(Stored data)

-*-*-

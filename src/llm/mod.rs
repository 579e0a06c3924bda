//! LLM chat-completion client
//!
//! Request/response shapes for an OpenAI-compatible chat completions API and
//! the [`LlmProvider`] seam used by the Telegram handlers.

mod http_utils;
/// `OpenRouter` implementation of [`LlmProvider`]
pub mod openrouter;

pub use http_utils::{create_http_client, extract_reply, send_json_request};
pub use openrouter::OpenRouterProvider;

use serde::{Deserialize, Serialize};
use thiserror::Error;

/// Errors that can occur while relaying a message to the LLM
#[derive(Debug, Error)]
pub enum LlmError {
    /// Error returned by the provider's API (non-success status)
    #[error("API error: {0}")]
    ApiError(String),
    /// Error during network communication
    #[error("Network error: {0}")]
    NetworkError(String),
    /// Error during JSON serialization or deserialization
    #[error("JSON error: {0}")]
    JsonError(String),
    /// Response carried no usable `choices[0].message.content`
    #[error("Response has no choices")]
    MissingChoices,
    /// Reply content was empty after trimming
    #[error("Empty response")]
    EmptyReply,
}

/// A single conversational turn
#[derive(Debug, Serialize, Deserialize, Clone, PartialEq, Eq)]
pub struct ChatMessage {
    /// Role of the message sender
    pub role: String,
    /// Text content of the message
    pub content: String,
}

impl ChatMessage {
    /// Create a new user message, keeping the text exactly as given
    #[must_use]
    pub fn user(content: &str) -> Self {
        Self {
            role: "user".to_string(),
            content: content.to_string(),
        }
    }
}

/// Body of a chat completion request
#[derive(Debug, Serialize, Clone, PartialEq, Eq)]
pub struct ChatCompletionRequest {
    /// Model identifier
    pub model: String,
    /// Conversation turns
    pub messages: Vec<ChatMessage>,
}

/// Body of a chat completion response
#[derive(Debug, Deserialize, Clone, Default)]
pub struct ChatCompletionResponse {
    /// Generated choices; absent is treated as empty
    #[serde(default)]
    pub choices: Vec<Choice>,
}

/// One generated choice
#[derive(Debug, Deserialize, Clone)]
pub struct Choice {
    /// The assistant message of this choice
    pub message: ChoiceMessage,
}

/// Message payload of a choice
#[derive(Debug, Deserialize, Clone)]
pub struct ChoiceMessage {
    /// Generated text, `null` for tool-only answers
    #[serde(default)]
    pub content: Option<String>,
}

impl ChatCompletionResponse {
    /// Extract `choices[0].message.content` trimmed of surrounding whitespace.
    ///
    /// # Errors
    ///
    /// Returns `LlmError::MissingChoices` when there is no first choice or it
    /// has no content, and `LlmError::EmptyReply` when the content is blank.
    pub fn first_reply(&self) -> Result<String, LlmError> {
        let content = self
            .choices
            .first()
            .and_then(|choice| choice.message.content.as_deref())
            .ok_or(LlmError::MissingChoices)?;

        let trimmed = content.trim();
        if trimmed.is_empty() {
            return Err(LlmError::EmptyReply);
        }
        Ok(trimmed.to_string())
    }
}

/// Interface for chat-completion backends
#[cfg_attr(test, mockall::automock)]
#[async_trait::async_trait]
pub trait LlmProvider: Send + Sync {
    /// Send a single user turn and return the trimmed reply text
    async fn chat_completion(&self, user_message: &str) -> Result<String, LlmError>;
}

-*-*-

● **ASSIGNED TASK**: Search the entries for the word "trimmed", then copy every line in which it is found.

● **SOLUTION FOR THIS EXERCISE**:
    /// Extract `choices[0].message.content` trimmed of surrounding whitespace.
        let trimmed = content.trim();
        if trimmed.is_empty() {
        Ok(trimmed.to_string())
    /// Send a single user turn and return the trimmed reply text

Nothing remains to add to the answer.